City Sunday

Nipah scare forces medical fraternity for vaccine

The latest outbreak of Nipah (NiV) virus which was detected in Kozhikode in north Kerala and Mallapuram has claimed 14 lives till now, including a Kerala nurse who contracted the disease while treating an infected patient, has created a panic situation in Kerala and elsewhere. The outbreak is bound to affect the state’s tourism sector and also fruit vendors as the bats which are believed to be responsible for the spread of virus feed primarily on fruits.

As per World Health Organisation (WHO), Nipah virus (NiV) which was named after Kampung Sungai Nipah, Malaysia is a newly emerging zoonosis (a virus transmitted to humans from animals).

Origin

NiV was first identified during an outbreak of a disease in Kampung Sungai Nipah, Malaysia in 1998.

Transmission

The virus normally circulates among specific types of fruit bats that act as host belongs to fruit bats of the Pteropodidae Family, Pteropus genus.

In the first outbreak, pigs were the intermediate hosts. It was suspected that initial transmission from fruit bats to pigs probably occurred.

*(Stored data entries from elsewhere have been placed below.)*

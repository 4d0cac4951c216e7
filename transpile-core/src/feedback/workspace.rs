//! Translations already accepted in a multi-file run.
//!
//! A dependent unit only compiles next to the items it calls, so candidates
//! are verified as `candidate + workspace` in one file. The candidate goes
//! first and unchanged, which keeps compiler line numbers pointing into it.

use std::collections::HashSet;

use serde::Serialize;

#[derive(Debug, Clone, PartialEq, Eq, Serialize)]
pub struct WorkspacePart {
    /// Rendered as a `// header` line above the code.
    pub header: String,
    pub code: String,
}

#[derive(Debug, Clone, Default, PartialEq, Eq, Serialize)]
pub struct Workspace {
    parts: Vec<WorkspacePart>,
}

#[derive(Debug, Clone, Copy, PartialEq, Eq)]
enum ChunkKind {
    /// `#![...]`, only legal at the top of the file
    CrateAttr,
    Use,
    Code,
}

struct Chunk<'a> {
    kind: ChunkKind,
    lines: Vec<&'a str>,
}

impl Chunk<'_> {
    fn key(&self) -> String {
        self.lines
            .iter()
            .flat_map(|l| l.split_whitespace())
            .collect::<Vec<_>>()
            .join(" ")
    }
}

/// Split code into top-level crate attributes, `use` declarations (which may
/// span lines) and everything else.
fn chunks(code: &str) -> Vec<Chunk<'_>> {
    let mut out = Vec::new();
    let mut lines = code.lines();
    while let Some(line) = lines.next() {
        let kind = if line.starts_with("#![") {
            ChunkKind::CrateAttr
        } else if line.starts_with("use ") || line.starts_with("pub use ") {
            ChunkKind::Use
        } else {
            ChunkKind::Code
        };
        let mut chunk = Chunk {
            kind,
            lines: vec![line],
        };
        let terminator = match kind {
            ChunkKind::CrateAttr => Some(']'),
            ChunkKind::Use => Some(';'),
            ChunkKind::Code => None,
        };
        if let Some(end) = terminator {
            while !chunk.lines.last().is_some_and(|l| l.trim_end().ends_with(end)) {
                match lines.next() {
                    Some(next) => chunk.lines.push(next),
                    None => break,
                }
            }
        }
        out.push(chunk);
    }
    out
}

impl Workspace {
    pub fn new() -> Self {
        Self::default()
    }

    pub fn push(&mut self, header: impl Into<String>, code: impl Into<String>) {
        self.parts.push(WorkspacePart {
            header: header.into(),
            code: code.into(),
        });
    }

    pub fn parts(&self) -> &[WorkspacePart] {
        &self.parts
    }

    pub fn len(&self) -> usize {
        self.parts.len()
    }

    pub fn is_empty(&self) -> bool {
        self.parts.is_empty()
    }

    /// All parts as one source file. Crate attributes move to the top and a
    /// `use` already seen earlier in the file is dropped.
    pub fn render(&self) -> String {
        let mut out = String::new();
        let mut attrs = HashSet::new();
        for part in &self.parts {
            for chunk in chunks(&part.code) {
                if chunk.kind == ChunkKind::CrateAttr && attrs.insert(chunk.key()) {
                    out.push_str(&chunk.lines.join("\n"));
                    out.push('\n');
                }
            }
        }
        if !out.is_empty() {
            out.push('\n');
        }
        self.append_parts(&mut out, HashSet::new());
        out
    }

    /// `candidate` verbatim, followed by every part.
    pub fn with_candidate(&self, candidate: &str) -> String {
        let seen = chunks(candidate)
            .iter()
            .filter(|c| c.kind == ChunkKind::Use)
            .map(Chunk::key)
            .collect();
        let mut out = candidate.trim_end().to_string();
        out.push_str("\n\n");
        self.append_parts(&mut out, seen);
        out
    }

    fn append_parts(&self, out: &mut String, mut seen_uses: HashSet<String>) {
        for part in &self.parts {
            out.push_str(&format!("// {}\n", part.header.replace('\n', " ")));
            let mut body = Vec::new();
            for chunk in chunks(&part.code) {
                match chunk.kind {
                    ChunkKind::CrateAttr => continue,
                    ChunkKind::Use if !seen_uses.insert(chunk.key()) => continue,
                    _ => body.extend(chunk.lines),
                }
            }
            let body = body.join("\n");
            let body = body.trim_matches('\n');
            if !body.trim().is_empty() {
                out.push_str(body);
                out.push('\n');
            }
            out.push('\n');
        }
        let trimmed = out.trim_end().len();
        out.truncate(trimmed);
        out.push('\n');
    }
}

#[cfg(test)]
mod tests {
    use super::*;

    fn two_parts() -> Workspace {
        let mut ws = Workspace::new();
        ws.push(
            "SCC 0: leaf",
            "#![allow(dead_code)]\nuse std::collections::HashMap;\n\npub fn leaf(x: i32) -> i32 {\n    x + 1\n}",
        );
        ws.push(
            "SCC 1: mid",
            "#![allow(dead_code)]\nuse std::collections::HashMap;\nuse std::{\n    fmt,\n    io,\n};\n\npub fn mid(x: i32) -> i32 {\n    leaf(x) * 2\n}",
        );
        ws
    }

    #[test]
    fn test_render_hoists_attrs_and_drops_repeated_uses() {
        let text = two_parts().render();
        assert!(text.starts_with("#![allow(dead_code)]\n\n// SCC 0: leaf\n"));
        assert_eq!(text.matches("#![allow(dead_code)]").count(), 1);
        assert_eq!(text.matches("use std::collections::HashMap;").count(), 1);
        assert!(text.contains("use std::{\n    fmt,\n    io,\n};"));
        assert!(text.find("// SCC 0: leaf").unwrap() < text.find("pub fn leaf").unwrap());
        assert!(text.find("pub fn leaf").unwrap() < text.find("// SCC 1: mid").unwrap());
        assert!(text.ends_with("}\n"));
    }

    #[test]
    fn test_candidate_first_and_unchanged() {
        let candidate = "use std::collections::HashMap;\n\npub fn top() -> i32 {\n    mid(3)\n}";
        let text = two_parts().with_candidate(candidate);
        assert!(text.starts_with(candidate));
        assert_eq!(text.matches("use std::collections::HashMap;").count(), 1);
        assert!(!text.contains("#![allow"));
        assert!(text.contains("pub fn mid"));
    }

    #[test]
    fn test_indented_use_is_code() {
        let mut ws = Workspace::new();
        ws.push("a", "use std::io;\nfn f() {\n    use std::io;\n}");
        ws.push("b", "use std::io;");
        let text = ws.render();
        assert_eq!(text.matches("\nuse std::io;").count(), 1);
        assert!(text.contains("    use std::io;"));
    }

    #[test]
    fn test_empty_part_keeps_header() {
        let mut ws = Workspace::new();
        ws.push("SCC 3: parse (not translated: cancelled)", "");
        assert_eq!(ws.render(), "// SCC 3: parse (not translated: cancelled)\n");
    }
}
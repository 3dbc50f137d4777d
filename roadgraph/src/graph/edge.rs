use crate::speed::SpeedTable;
use crate::Identifier;

/// A directed road segment.
///
/// The travel time is derived once, when the edge is created, from the length and the speed of
/// the road type.
#[derive(Clone, Debug, PartialEq)]
pub struct Edge<P: Identifier> {
  from: P,
  to: P,
  road_name: String,
  road_type: String,
  length: f64,
  time: f64,
}

impl<P: Identifier> Edge<P> {
  pub(crate) fn new(
    from: P,
    to: P,
    road_name: String,
    road_type: String,
    length: f64,
    speeds: &SpeedTable,
  ) -> Self {
    let time = speeds.travel_time(length, &road_type);
    Edge {
      from,
      to,
      road_name,
      road_type,
      length,
      time,
    }
  }

  pub fn from(&self) -> P {
    self.from
  }

  pub fn to(&self) -> P {
    self.to
  }

  pub fn road_name(&self) -> &str {
    &self.road_name
  }

  pub fn road_type(&self) -> &str {
    &self.road_type
  }

  pub fn length(&self) -> f64 {
    self.length
  }

  pub fn time(&self) -> f64 {
    self.time
  }
}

In Bangladesh in 2004, humans became infected with NiV as a result of consuming date palm sap that had been contaminated by infected fruit bats. Human-to-human transmission has also been documented, including in a hospital setting in India.

The virus claimed over 300 lives across Malaysia, Singapore, Bangladesh and India between 1998 and 2008, according to WHO.

Symptoms

NiV infection in humans has a range of clinical presentations, from asymptomatic (no symptoms) infection to the acute respiratory syndrome and fatal encephalitis.  Fever, sore throat, headaches, vomiting and muscle pain (myalgia) are some of the common signs. The symptoms further progressed to drowsiness, dizziness. In serious cases, seizures and encephalitis occur, progressing to a state of coma within 24 to 48 hours.

Treatment

There is no vaccine for either humans or animals. The primary treatment for human cases is intensive supportive care.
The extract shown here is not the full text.